Senior vice president of worldwide sales Don Girskis added that ShoreTel only signed up VARs with top-notch customer-satisfaction credentials.
“We turn down far more partners than we accept,” he said. “It is far easier to increase your margins as a partner through customer satisfaction than through volume.”
ShoreTel was founded in 1996, with its first installation taking place two years later. It finished 1998 with more than 100 users, rising to 1,000 in 2000 and 5,000 the following year. The vendor breached the 10,000 mark in 2004 – the same year Combs joined.
The former Mitel and Nextel man has overseen a period of steady growth. Turnover for ShoreTel’s 2006 fiscal year stood at $61.6m (£38.2m), rising to $97.8m the following year and $128.7m in 2008. In 2009, the vendor grew sales by five per cent to $134.8m.

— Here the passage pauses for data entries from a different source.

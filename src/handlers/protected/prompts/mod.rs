pub mod collection;
pub mod record;
pub mod search;

// Re-export handler functions for use in routing
pub use collection::get as collection_get;
pub use collection::post as collection_post;

pub use record::delete as record_delete;
pub use record::get as record_get;
pub use record::put as record_put;

pub use search::get as search_get;
// handlers/protected/prompts/collection.rs - GET|POST /prompts handlers
use axum::{
    extract::{
        rejection::{JsonRejection, QueryRejection},
        Query, State,
    },
    Extension, Json,
};

use crate::database::models::{NewPrompt, Prompt};
use crate::database::Stored;
use crate::handlers::protected::utils::{PageQuery, PROMPT_PAGE};
use crate::middleware::{ApiResponse, ApiResult, AuthUser};
use crate::state::AppState;

/// GET /prompts - List the caller's prompts, newest first
pub async fn get(
    State(state): State<AppState>,
    Extension(auth_user): Extension<AuthUser>,
    query: Result<Query<PageQuery>, QueryRejection>,
) -> ApiResult<Vec<Stored<Prompt>>> {
    let Query(page) = query?;
    let prompts = state
        .prompts
        .list(&auth_user.user_id, page.limit(PROMPT_PAGE), page.offset())
        .await?;
    Ok(ApiResponse::success(prompts))
}

/// POST /prompts - Create a prompt; variables are extracted from `prompt_text`
pub async fn post(
    State(state): State<AppState>,
    Extension(auth_user): Extension<AuthUser>,
    payload: Result<Json<NewPrompt>, JsonRejection>,
) -> ApiResult<Stored<Prompt>> {
    let Json(input) = payload?;
    let created = state.prompts.create(&auth_user.user_id, input).await?;
    Ok(ApiResponse::created(created))
}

Combs stressed that his firm was not bogged down by the debt levels of the bigger vendors and had $100m cash in the bank to invest. “The company’s financial foundation continues to be rock solid,” he added.
He asserted that the company would not have its head turned by acquisitive suitors.

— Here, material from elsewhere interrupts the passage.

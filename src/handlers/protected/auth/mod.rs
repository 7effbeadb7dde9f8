pub mod whoami;

pub use whoami::get as whoami_get;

“Our whole focus is to build our business to $1bn – we are fully committed to that,” he said. “Our team is strong and we have a clear path to get there.”

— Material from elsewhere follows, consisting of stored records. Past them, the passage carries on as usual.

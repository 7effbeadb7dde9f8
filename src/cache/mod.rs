//! Process-local TTL caches.
//!
//! [`TtlCache`] backs both the token verification cache and the response
//! cache. Entries expire after a fixed TTL, the map is bounded by
//! `max_entries`, and an optional background sweeper purges expired entries so
//! memory does not grow with token churn.

pub mod response;

pub use response::{CacheKey, ResponseCache};

use std::collections::HashMap;
use std::sync::{Arc, Mutex, MutexGuard, PoisonError};
use std::time::{Duration, Instant};

use tokio::task::JoinHandle;
use tracing::debug;

#[derive(Debug, Clone)]
struct CacheEntry<V> {
    data: V,
    inserted_at: Instant,
    ttl: Duration,
}

impl<V> CacheEntry<V> {
    fn is_live(&self, now: Instant) -> bool {
        now.saturating_duration_since(self.inserted_at) < self.ttl
    }
}

#[derive(Debug)]
pub struct TtlCache<V> {
    name: &'static str,
    ttl: Duration,
    max_entries: usize,
    entries: Mutex<HashMap<String, CacheEntry<V>>>,
}

impl<V: Clone> TtlCache<V> {
    pub fn new(name: &'static str, ttl: Duration, max_entries: usize) -> Self {
        Self {
            name,
            ttl,
            max_entries: max_entries.max(1),
            entries: Mutex::new(HashMap::new()),
        }
    }

    pub fn get(&self, key: &str) -> Option<V> {
        self.get_at(key, Instant::now())
    }

    /// Lookup as of `now`. A hit requires `now - inserted_at` to be below the
    /// entry's TTL; expired entries are dropped on read.
    pub fn get_at(&self, key: &str, now: Instant) -> Option<V> {
        let mut entries = self.lock();
        match entries.get(key) {
            Some(entry) if entry.is_live(now) => {
                debug!(cache = self.name, "cache hit for key: {}", key);
                Some(entry.data.clone())
            }
            Some(_) => {
                debug!(cache = self.name, "cache expired for key: {}", key);
                entries.remove(key);
                None
            }
            None => {
                debug!(cache = self.name, "cache miss for key: {}", key);
                None
            }
        }
    }

    pub fn insert(&self, key: impl Into<String>, value: V) {
        self.insert_at(key, value, Instant::now());
    }

    pub fn insert_at(&self, key: impl Into<String>, value: V, now: Instant) {
        self.insert_with_ttl_at(key, value, self.ttl, now);
    }

    /// Inserts with a lifetime of `ttl`, never longer than the cache TTL.
    pub fn insert_with_ttl(&self, key: impl Into<String>, value: V, ttl: Duration) {
        self.insert_with_ttl_at(key, value, ttl, Instant::now());
    }

    pub fn insert_with_ttl_at(&self, key: impl Into<String>, value: V, ttl: Duration, now: Instant) {
        let key = key.into();
        let ttl = ttl.min(self.ttl);
        let mut entries = self.lock();

        if !entries.contains_key(&key) && entries.len() >= self.max_entries {
            entries.retain(|_, entry| entry.is_live(now));

            if entries.len() >= self.max_entries {
                let oldest = entries
                    .iter()
                    .min_by_key(|(_, entry)| entry.inserted_at)
                    .map(|(k, _)| k.clone());
                if let Some(oldest) = oldest {
                    debug!(cache = self.name, "evicting oldest entry: {}", oldest);
                    entries.remove(&oldest);
                }
            }
        }

        debug!(cache = self.name, "cache set for key: {}", key);
        entries.insert(
            key,
            CacheEntry {
                data: value,
                inserted_at: now,
                ttl,
            },
        );
    }

    pub fn invalidate(&self, key: &str) -> bool {
        self.lock().remove(key).is_some()
    }

    /// Drops every entry whose key starts with `prefix`; returns how many went.
    pub fn invalidate_prefix(&self, prefix: &str) -> usize {
        let mut entries = self.lock();
        let before = entries.len();
        entries.retain(|key, _| !key.starts_with(prefix));
        let removed = before - entries.len();
        if removed > 0 {
            debug!(cache = self.name, "invalidated {} entries with prefix: {}", removed, prefix);
        }
        removed
    }

    pub fn remove_expired(&self) -> usize {
        self.remove_expired_at(Instant::now())
    }

    pub fn remove_expired_at(&self, now: Instant) -> usize {
        let mut entries = self.lock();
        let before = entries.len();
        entries.retain(|_, entry| entry.is_live(now));
        let removed = before - entries.len();
        if removed > 0 {
            debug!(cache = self.name, "removed {} expired cache entries", removed);
        }
        removed
    }

    pub fn len(&self) -> usize {
        self.lock().len()
    }

    pub fn is_empty(&self) -> bool {
        self.len() == 0
    }

    fn lock(&self) -> MutexGuard<'_, HashMap<String, CacheEntry<V>>> {
        // A panic while holding the guard leaves the map itself consistent.
        self.entries.lock().unwrap_or_else(PoisonError::into_inner)
    }
}

impl<V: Clone + Send + 'static> TtlCache<V> {
    /// Periodically purges expired entries until the cache is dropped
    /// everywhere else.
    pub fn spawn_sweeper(self: &Arc<Self>, interval: Duration) -> JoinHandle<()> {
        let weak = Arc::downgrade(self);
        tokio::spawn(async move {
            let mut ticker = tokio::time::interval(interval);
            ticker.tick().await;
            loop {
                ticker.tick().await;
                match weak.upgrade() {
                    Some(cache) => {
                        cache.remove_expired();
                    }
                    None => break,
                }
            }
        })
    }
}

#[cfg(test)]
mod tests {
    use super::*;

    fn cache(ttl_secs: u64, max: usize) -> TtlCache<String> {
        TtlCache::new("test", Duration::from_secs(ttl_secs), max)
    }

    #[test]
    fn entry_is_served_until_ttl_elapses() {
        let cache = cache(10, 16);
        let t0 = Instant::now();
        cache.insert_at("k", "v".to_string(), t0);

        assert_eq!(cache.get_at("k", t0), Some("v".to_string()));
        assert_eq!(cache.get_at("k", t0 + Duration::from_millis(9_999)), Some("v".to_string()));
        assert_eq!(cache.get_at("k", t0 + Duration::from_secs(10)), None);
        // expired entry was dropped on read
        assert!(cache.is_empty());
    }

    #[test]
    fn entry_ttl_is_capped_by_cache_ttl() {
        let cache = cache(10, 16);
        let t0 = Instant::now();
        cache.insert_with_ttl_at("short", "s".to_string(), Duration::from_secs(2), t0);
        cache.insert_with_ttl_at("long", "l".to_string(), Duration::from_secs(60), t0);

        let later = t0 + Duration::from_secs(3);
        assert_eq!(cache.get_at("short", later), None);
        assert_eq!(cache.get_at("long", later), Some("l".to_string()));
        assert_eq!(cache.get_at("long", t0 + Duration::from_secs(10)), None);
    }

    #[test]
    fn prefix_invalidation_leaves_other_keys() {
        let cache = cache(60, 16);
        cache.insert("prompts:u1:list", "a".to_string());
        cache.insert("prompts:u1:get:p1", "b".to_string());
        cache.insert("prompts:u2:list", "c".to_string());

        assert_eq!(cache.invalidate_prefix("prompts:u1:"), 2);
        assert!(cache.get("prompts:u1:list").is_none());
        assert_eq!(cache.get("prompts:u2:list"), Some("c".to_string()));
    }

    #[test]
    fn bounded_cache_evicts_oldest() {
        let cache = cache(60, 2);
        let t0 = Instant::now();
        cache.insert_at("a", "1".to_string(), t0);
        cache.insert_at("b", "2".to_string(), t0 + Duration::from_secs(1));
        cache.insert_at("c", "3".to_string(), t0 + Duration::from_secs(2));

        assert_eq!(cache.len(), 2);
        assert!(cache.get_at("a", t0 + Duration::from_secs(3)).is_none());
        assert_eq!(cache.get_at("c", t0 + Duration::from_secs(3)), Some("3".to_string()));
    }

    #[test]
    fn overflow_prefers_dropping_expired_entries() {
        let cache = cache(5, 2);
        let t0 = Instant::now();
        cache.insert_at("old", "1".to_string(), t0);
        cache.insert_at("fresh", "2".to_string(), t0 + Duration::from_secs(4));
        cache.insert_at("new", "3".to_string(), t0 + Duration::from_secs(6));

        let now = t0 + Duration::from_secs(6);
        assert_eq!(cache.get_at("fresh", now), Some("2".to_string()));
        assert_eq!(cache.get_at("new", now), Some("3".to_string()));
    }

    #[test]
    fn sweep_removes_only_expired() {
        let cache = cache(5, 16);
        let t0 = Instant::now();
        cache.insert_at("a", "1".to_string(), t0);
        cache.insert_at("b", "2".to_string(), t0 + Duration::from_secs(3));

        assert_eq!(cache.remove_expired_at(t0 + Duration::from_secs(6)), 1);
        assert_eq!(cache.len(), 1);
    }
}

Combs revealed that the $100m pot would be ploughed into research and development, brand awareness activities and bolstering sales headcount by up to 50 per cent.
He added that his biggest obstacle to growth was “not getting to the table”, claiming ShoreTel still had limited penetration of its target market of companies, with between 20 and 5,000 staff.
He claimed the vendor was considered in “10-20 per cent of opportunities” in North America, and somewhat less in other parts of the world.
Big ideas
Avnet Technology Solutions has been working with ShoreTel for three years. Joel Chimoindes, director of Avnet’s Unified Communications (UC) Business Unit, claimed the distributor had recently signed up two sizeable partners for the vendor.
“It is not just suited to a smaller telephony or UC-type partner, we are seeing bigger SIs and VARs look at ShoreTel,” he said. “If they are an Avaya or Siemens partner, then the ShoreTel solution can co-exist inside their product range.”
Chimoindes claimed that building ShoreTel’s name in the UK would require greater publicity, strong channel engagement and continued product investment. He claimed the vendor’s strong integration credentials with technologies including Microsoft’s OCS platform and Polycom’s video kit were a key differentiator. He also agreed that the time was ripe for going after the market’s alpha males.
“The consolidation that is happening elsewhere will force partners to look at other vendors,” he said. “We are into something big with ShoreTel and it is an exciting time.”
Keith Humphreys, managing consultant for analyst euroLAN, claimed ShoreTel would be wise to home in on its most successful horizontals, rather than trying to square up to the market’s silverbacks.
“I think it has a very good space in the mid-market and the top of the SME market,” he said. “I would think aiming to recruit the big boys would not be the ideal strategy.
“Cisco and Avaya are going to stay sitting at the top, and companies such as ShoreTel and Mitel are going to duke it out.”